A free event and workshop with Carlin Wing.
Offered in conjunction with a Crochet Your Own Fingerless Handball Glove Workshop on 1/15/11 and a Crochet a Handball Workshop on 1/16/11 as part of what can only be called Handball Fever Weekend 2011!
Carlin Wing will lead an investigatory workshop on the history of ballmaking. Participants will consider the histories of balls made out of rubber, cloth, pig bladders and plastic bags while making their own out of a wide range of everyday materials. Taking both the subject and space of play seriously, we will make balls suited (or un-) for Machine Project, the Von’s parking lot, and other proposed sites. Do we want to make good balls or bad balls? Bouncing balls or breakable balls or balls that can break things?
Some materials will be provided but participants are also encouraged to bring things they have lying around in the back of drawers and the bottom of closets (ie. bedsheets, packing materials, wine corks, medical tape, string, balloons, rubber bands, socks missing their mates, etc).

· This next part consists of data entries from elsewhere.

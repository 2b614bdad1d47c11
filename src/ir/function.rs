//! IR functions (spec §3 "IR Function", §4.E construction APIs).

use super::block::{Block, BlockAddr, BlockId};
use super::instruction::InstrAddr;
use crate::source::SourceRange;
use slotmap::SlotMap;

slotmap::new_key_type! {
    /// A module-wide function handle, also the `base_id` half of a
    /// monomorphized function's identity (spec §3 "monomorphized copy keyed
    /// by `(base_id, canonical_specialization)`").
    pub struct FunctionId;
}

/// Identifies one of a generic declaration's own generic parameters, for
/// use as a substitution key during monomorphization and as the payload of
/// `LoweredType::GenericParam`.
#[derive(Debug, Clone, Copy, PartialEq, Eq, Hash)]
pub struct GenericParamId(pub u32);

/// A lowered type. The real type-checker is an external collaborator (spec
/// §1); this is the minimal structure the IR and monomorphizer need to
/// substitute and compare types, mirroring how `ast::ResolvedType` stands
/// in for the checker's richer representation at the AST layer.
#[derive(Debug, Clone, PartialEq, Eq, Hash)]
pub enum LoweredType {
    /// An already-concrete, checker-assigned type, named opaquely (e.g.
    /// `"Int"`, `"Bool"`, a product type's mangled name).
    Concrete(String),
    /// A reference to one of the enclosing generic function's own
    /// parameters; substituted away during monomorphization.
    GenericParam(GenericParamId),
    /// A generic type applied to concrete or still-generic arguments, e.g.
    /// `Array<T>`.
    Specialized { base: String, args: Vec<LoweredType> },
    Pointer(Box<LoweredType>),
    Tuple(Vec<LoweredType>),
}

impl LoweredType {
    /// Whether this type (or any type nested inside it) still refers to a
    /// generic parameter. A function is only a monomorphization candidate
    /// if its signature contains one of these (spec §4.F: "for each
    /// function with a body, if non-generic, rewrite...").
    pub fn is_generic(&self) -> bool {
        match self {
            LoweredType::Concrete(_) => false,
            LoweredType::GenericParam(_) => true,
            LoweredType::Specialized { args, .. } => args.iter().any(LoweredType::is_generic),
            LoweredType::Pointer(inner) => inner.is_generic(),
            LoweredType::Tuple(elems) => elems.iter().any(LoweredType::is_generic),
        }
    }
}

/// The ownership-aware parameter-passing convention a value is received
/// under (implied by the `Access`/`EndAccess`/capability instruction
/// family — see `instruction::AccessEffect`).
#[derive(Debug, Clone, Copy, PartialEq, Eq)]
pub enum ParameterConvention {
    Let,
    Inout,
    Set,
    Sink,
}

#[derive(Debug, Clone)]
pub struct ParameterType {
    pub convention: ParameterConvention,
    pub ty: LoweredType,
}

#[derive(Debug, Clone, Copy, PartialEq, Eq)]
pub enum Linkage {
    External,
    Internal,
}

/// A mapping from generic-parameter identity to concrete type arguments
/// (glossary: "Specialization"), already passed through `canonical` (spec
/// §4.F: "every specialized type is passed through `canonical`... this
/// ensures equality of monomorphized functions keyed by specialization").
/// Sorted by `GenericParamId` so that two specializations naming the same
/// substitutions in a different order still compare equal.
#[derive(Debug, Clone, PartialEq, Eq, Hash, Default)]
pub struct CanonicalSpecialization {
    pub args: Vec<(GenericParamId, LoweredType)>,
}

impl CanonicalSpecialization {
    pub fn lookup(&self, param: GenericParamId) -> Option<&LoweredType> {
        self.args.iter().find(|(p, _)| *p == param).map(|(_, ty)| ty)
    }
}

/// Which of spec §3's function-identity cases produced this function.
#[derive(Debug, Clone, PartialEq, Eq)]
pub enum FunctionOrigin {
    LoweredDecl,
    Constructor,
    GlobalAccessor,
    SynthesizedRequirement,
    /// `(base_id, canonical_specialization)`, the monomorphizer's
    /// memoization key (spec §4.F step 1, "Monomorphization memoization").
    Monomorphized {
        base: FunctionId,
        specialization: CanonicalSpecialization,
    },
}

#[derive(Debug)]
pub struct Function {
    pub name: String,
    pub anchor: SourceRange,
    pub linkage: Linkage,
    pub inputs: Vec<ParameterType>,
    pub output: LoweredType,
    pub generic_parameters: Vec<GenericParamId>,
    pub origin: FunctionOrigin,
    id: FunctionId,
    blocks: SlotMap<BlockAddr, Block>,
    block_order: Vec<BlockAddr>,
}

impl Function {
    pub(super) fn new(
        id: FunctionId,
        name: String,
        anchor: SourceRange,
        linkage: Linkage,
        inputs: Vec<ParameterType>,
        output: LoweredType,
        generic_parameters: Vec<GenericParamId>,
        origin: FunctionOrigin,
    ) -> Self {
        Self {
            name,
            anchor,
            linkage,
            inputs,
            output,
            generic_parameters,
            origin,
            id,
            blocks: SlotMap::with_key(),
            block_order: Vec::new(),
        }
    }

    pub fn id(&self) -> FunctionId {
        self.id
    }

    pub fn is_generic(&self) -> bool {
        !self.generic_parameters.is_empty()
    }

    /// Appends a new block with the given parameter types and returns its
    /// id (spec §4.E "`appendBlock(taking:)`").
    pub fn append_block(&mut self, inputs: Vec<LoweredType>) -> BlockId {
        let addr = self.blocks.insert(Block::new(inputs));
        self.block_order.push(addr);
        BlockId {
            function: self.id,
            addr,
        }
    }

    /// Removes a block. Every other block's address stays valid (spec §3
    /// invariant).
    pub fn remove_block(&mut self, id: BlockId) -> Option<Block> {
        debug_assert_eq!(id.function, self.id, "block belongs to a different function");
        let removed = self.blocks.remove(id.addr);
        if removed.is_some() {
            self.block_order.retain(|a| *a != id.addr);
        }
        removed
    }

    pub fn block(&self, id: BlockId) -> &Block {
        debug_assert_eq!(id.function, self.id, "block belongs to a different function");
        &self.blocks[id.addr]
    }

    pub fn block_mut(&mut self, id: BlockId) -> &mut Block {
        debug_assert_eq!(id.function, self.id, "block belongs to a different function");
        &mut self.blocks[id.addr]
    }

    /// `entry` is the first block (spec §3).
    pub fn entry(&self) -> Option<BlockId> {
        self.block_order.first().map(|addr| BlockId {
            function: self.id,
            addr: *addr,
        })
    }

    /// Blocks in program order (the "ordered list of Block").
    pub fn blocks(&self) -> impl Iterator<Item = BlockId> + '_ {
        self.block_order.iter().map(move |addr| BlockId {
            function: self.id,
            addr: *addr,
        })
    }

    pub fn block_count(&self) -> usize {
        self.block_order.len()
    }

    /// Every instruction id reachable in this function, for use by callers
    /// building a source-instruction → target-instruction table (spec §4.F
    /// step 5).
    pub fn instruction_ids(&self) -> Vec<(BlockId, InstrAddr)> {
        let mut out = Vec::new();
        for block_id in self.blocks() {
            for (addr, _) in self.block(block_id).instructions() {
                out.push((block_id, addr));
            }
        }
        out
    }
}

The free workshop will run from 12-4pm on Sunday, January 16th, 2011 and will consist of a brief introduction to the project, then several hours of ball-making followed by some playful product testing. The workshop is free and open to all. Participants should plan to arrive on time.
In conjunction with Hitting Walls (v.XV): Making a Ball, Cheryl Cambras will offer two limited enrollment crochet workshops. On Saturday January 15 from 12-3pm, she will run a three-hour workshop on how to crochet fingerless handball gloves. This workshop is only open to people with some prior knowledge of crochet. On Sunday January 16, from 1-4pm, she will run a three-hour workshop on how to crochet balls. This workshop will be embedded into Carlin Wing’s Making a Ball workshop and participants are encouraged to come for the intro to the general workshop at 12pm.
Hitting Walls (v.XV): Making a Ball is a new iteration of Wing’s ongoing project, Hitting Walls, which bounces off of the history, architecture, equipment and gestures of the sport of squash in order to address colonial histories, globalization and the potential for individual bodies to assert agency within overdetermined structures.